XKMS locates signer or recipient public keys, validates public key certificates, and supports core PKI functions such as key pair generation. Because it is Web service-based, XKMS removes all of its functions from the application domain.

As an example of where key management comes into play for the Web service developer, Kermaier offered the following scenario: “a distributed J2EE application using stateful session beans with container-managed state needs to be designed to make sure that secrets and keys are not unexpectedly serialized in ways that expose the data inappropriately. It is these kinds of implementation details that present a challenge to the developer who needs to incorporate strong security into Web services.”

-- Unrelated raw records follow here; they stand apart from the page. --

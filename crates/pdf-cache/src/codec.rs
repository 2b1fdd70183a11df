//! Key <-> file name mapping
//!
//! Keys are DOIs like `10.1109/5.771073`. The only character rewritten is
//! `/`, which becomes `@`. Keys that already contain `@` do not round-trip.

use tracing::warn;

const SEPARATOR: char = '/';
const REPLACEMENT: char = '@';

/// Map a key to its storage name
pub fn sanitize(key: &str) -> String {
    let name = key.replace(SEPARATOR, &REPLACEMENT.to_string());
    if name.is_empty() || name == "." || name == ".." {
        warn!(key, storage_name = %name, "Sanitized key may be an invalid file name");
    }
    name
}

/// Map a storage name (artifact suffix already stripped) back to its key
pub fn unsanitize(name: &str) -> String {
    name.replace(REPLACEMENT, &SEPARATOR.to_string())
}

#[cfg(test)]
mod tests {
    use super::*;

    #[test]
    fn test_sanitize_replaces_slashes() {
        assert_eq!(sanitize("10.123/test:key"), "10.123@test:key");
        assert_eq!(sanitize("10.1/a/b/c"), "10.1@a@b@c");
        assert_eq!(sanitize("no-slashes"), "no-slashes");
    }

    #[test]
    fn test_unsanitize_restores_slashes() {
        assert_eq!(unsanitize("10.123@test:key"), "10.123/test:key");
    }

    #[test]
    fn test_round_trip_without_at_sign() {
        for key in ["10.1109/5.771073", "10.1000/xyz123", "a/b/c", "plain", "/"] {
            assert_eq!(unsanitize(&sanitize(key)), key);
        }
    }

    #[test]
    fn test_at_sign_does_not_round_trip() {
        assert_eq!(unsanitize(&sanitize("user@host/doc")), "user/host/doc");
    }

    #[test]
    fn test_degenerate_names_still_produced() {
        assert_eq!(sanitize(""), "");
        assert_eq!(sanitize("."), ".");
        assert_eq!(sanitize(".."), "..");
    }
}
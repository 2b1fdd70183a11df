//! Sci-Hub source

use std::sync::OnceLock;
use std::time::Duration;

use async_trait::async_trait;
use regex::Regex;
use reqwest::Client;
use tracing::{info, warn};

use crate::error::{FetchError, Result};
use crate::source::PdfSource;
use crate::USER_AGENT;

pub const DEFAULT_SCIHUB_URL: &str = "https://sci-hub.se";
const RETRY_LIMIT: u32 = 4;
const BACKOFF_BASE_SECS: u64 = 3;

/// Scrapes the Sci-Hub article page for the embedded PDF link
pub struct SciHubSource {
    client: Client,
    base_url: String,
    retry_limit: u32,
}

impl SciHubSource {
    pub fn new() -> Result<Self> {
        Self::with_base_url(DEFAULT_SCIHUB_URL)
    }

    /// Create a source for a specific Sci-Hub mirror
    pub fn with_base_url(base_url: &str) -> Result<Self> {
        let client = Client::builder()
            .timeout(Duration::from_secs(60))
            .user_agent(USER_AGENT)
            .build()?;

        Ok(Self {
            client,
            base_url: base_url.trim_end_matches('/').to_string(),
            retry_limit: RETRY_LIMIT,
        })
    }

    /// Absolute URL for a link found on the article page
    pub fn pdf_url(&self, link: &str) -> String {
        if link.starts_with("//") {
            format!("https:{}", link)
        } else {
            format!("{}{}", self.base_url, link)
        }
    }

    /// Download `pdf_url`, retrying connection failures with exponential backoff
    async fn fetch_with_retry(&self, pdf_url: &str) -> Result<Vec<u8>> {
        let mut last_error = None;

        for attempt in 0..self.retry_limit {
            match self.client.get(pdf_url).send().await {
                Ok(response) if response.status().is_success() => {
                    return Ok(response.bytes().await?.to_vec());
                }
                Ok(response) => {
                    warn!(status = %response.status(), url = %pdf_url, "Sci-Hub refused PDF download");
                    return Err(FetchError::Status {
                        url: pdf_url.to_string(),
                        status: response.status().as_u16(),
                    });
                }
                Err(e) if e.is_connect() => {
                    warn!(attempt = attempt + 1, url = %pdf_url, error = %e, "Connection to Sci-Hub failed");
                    last_error = Some(e);
                    if attempt + 1 < self.retry_limit {
                        tokio::time::sleep(backoff(attempt)).await;
                    }
                }
                Err(e) => return Err(e.into()),
            }
        }

        warn!(attempts = self.retry_limit, url = %pdf_url, "Giving up on Sci-Hub download");
        Err(match last_error {
            Some(e) => e.into(),
            None => FetchError::NotFound(pdf_url.to_string()),
        })
    }
}

#[async_trait]
impl PdfSource for SciHubSource {
    fn name(&self) -> &str {
        "scihub"
    }

    async fn fetch_pdf(&self, doi: &str) -> Result<Vec<u8>> {
        let page_url = format!("{}/{}", self.base_url, doi);
        info!(doi, url = %page_url, "Fetching PDF from Sci-Hub");

        let page = self.client.get(&page_url).send().await?.text().await?;
        let link = extract_pdf_link(&page).ok_or_else(|| {
            warn!(doi, "No PDF link on Sci-Hub page");
            FetchError::Extraction(format!("no PDF link for {} on Sci-Hub", doi))
        })?;

        let pdf_url = self.pdf_url(link);
        info!(doi, url = %pdf_url, "Found Sci-Hub PDF link");
        self.fetch_with_retry(&pdf_url).await
    }
}

/// Path of the PDF from the page's `location.href='...'` redirect
pub fn extract_pdf_link(page: &str) -> Option<&str> {
    static LINK: OnceLock<Regex> = OnceLock::new();
    let pattern = LINK.get_or_init(|| {
        Regex::new(r"location\.href='(/[^']*)'").expect("static regex is valid")
    });
    pattern
        .captures(page)
        .and_then(|captures| captures.get(1))
        .map(|m| m.as_str())
}

/// Delay before retry number `attempt + 1`: 1s, 3s, 9s, ...
fn backoff(attempt: u32) -> Duration {
    Duration::from_secs(BACKOFF_BASE_SECS.pow(attempt))
}
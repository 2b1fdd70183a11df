//! Sciproxy - DOI to PDF proxy
//!
//! Resolves DOIs to PDFs through a chain of upstream sources and keeps the
//! downloaded documents in a filesystem cache.

mod config;
mod error;
mod maintenance;
mod server;
mod types;

use crate::config::Config;
use crate::error::{ProxyError, Result};
use crate::maintenance::{run_purge, spawn_purge_job};
use crate::server::{start_server, ServerState, SharedState};
use doi_fetch::{DoiResolver, IeeeSource, SciHubSource, SourceChain};
use pdf_cache::PdfCache;
use std::sync::Arc;
use tracing::{error, info};
use tracing_subscriber::{prelude::*, EnvFilter};

#[tokio::main]
async fn main() -> Result<()> {
    // Initialize logging
    let env_filter = EnvFilter::from_default_env().add_directive("sciproxy=info".parse()?);

    // Use JSON format for GCP Cloud Logging when LOG_FORMAT=json
    if std::env::var("LOG_FORMAT")
        .map(|v| v == "json")
        .unwrap_or(false)
    {
        tracing_subscriber::registry()
            .with(env_filter)
            .with(tracing_stackdriver::layer())
            .init();
    } else {
        tracing_subscriber::fmt().with_env_filter(env_filter).init();
    };

    info!("Starting sciproxy...");

    let config = Config::from_env()?;
    info!("Listen address: {}", config.bind_addr);
    info!("Cache dir: {:?}", config.cache.cache_dir);
    info!("Cache recency: {:?}", config.cache.recency);
    if let Some(max_total_size) = config.purge.max_total_size {
        info!("Max cache size: {} MB", max_total_size / (1024 * 1024));
    }
    if let Some(max_age) = config.purge.max_age {
        info!("Max document age: {} seconds", max_age.as_secs());
    }

    let cache = PdfCache::open(config.cache.clone()).await.map_err(|e| {
        error!(error = %e, "Cache directory is unusable");
        e
    })?;

    let sources = build_sources(&config)?;
    info!("Upstream sources: {:?}", sources.source_names());

    let purge_job = match (config.purge.is_enabled(), config.purge_interval) {
        (true, Some(period)) => Some(spawn_purge_job(cache.clone(), config.purge, period)),
        (true, None) => {
            run_purge(&cache, &config.purge).await;
            None
        }
        (false, _) => None,
    };

    let state: SharedState = Arc::new(ServerState::new(cache, sources));

    let served = start_server(state, config.bind_addr, shutdown_signal())
        .await
        .map_err(|e| ProxyError::Config(format!("Server error: {}", e)));

    if let Some(job) = purge_job {
        job.abort();
    }
    info!("Shutdown complete");

    served
}

fn build_sources(config: &Config) -> Result<SourceChain> {
    let resolver = Arc::new(DoiResolver::with_base_url(&config.doi_resolver_url)?);
    let ieee = IeeeSource::new(
        resolver,
        &config.ieee_hostname,
        config.ieee_proxy_url.as_deref(),
    )?;
    let scihub = SciHubSource::with_base_url(&config.scihub_url)?;

    Ok(SourceChain::new()
        .with_source(Arc::new(ieee))
        .with_source(Arc::new(scihub)))
}

async fn shutdown_signal() {
    if let Err(e) = tokio::signal::ctrl_c().await {
        error!(error = %e, "Failed to listen for shutdown signal");
        std::future::pending::<()>().await;
    }
    info!("Shutdown signal received");
}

Authentication and Identity Management
Kermaier cited SAML and Project Liberty as solutions for authentication and identity management in the Web services space. SAML offers a flexible, extensible, and abstract framework for businesses and Web services to exchange security information about their users. Project Liberty, which Kermaier calls “a giant step toward achieving interoperability goals in the realm of authentication and identity management,” uses SAML to define several profiles that developers can use to implement single sign-on and federated identity for their users.

Interoperability Is Key
Looking down the road of Web services security development, which developers, standards bodies, and vendors have only just begun to travel, Kermaier places interoperability above all other goals. “The key to successfully applying Web services security protocols will be interoperability. If implementers adhere to the open standards and participate in industry interoperability testing, the higher-level security protocols built on XML signatures and encryption will have a much better chance of reaching maturity and widespread adoption.”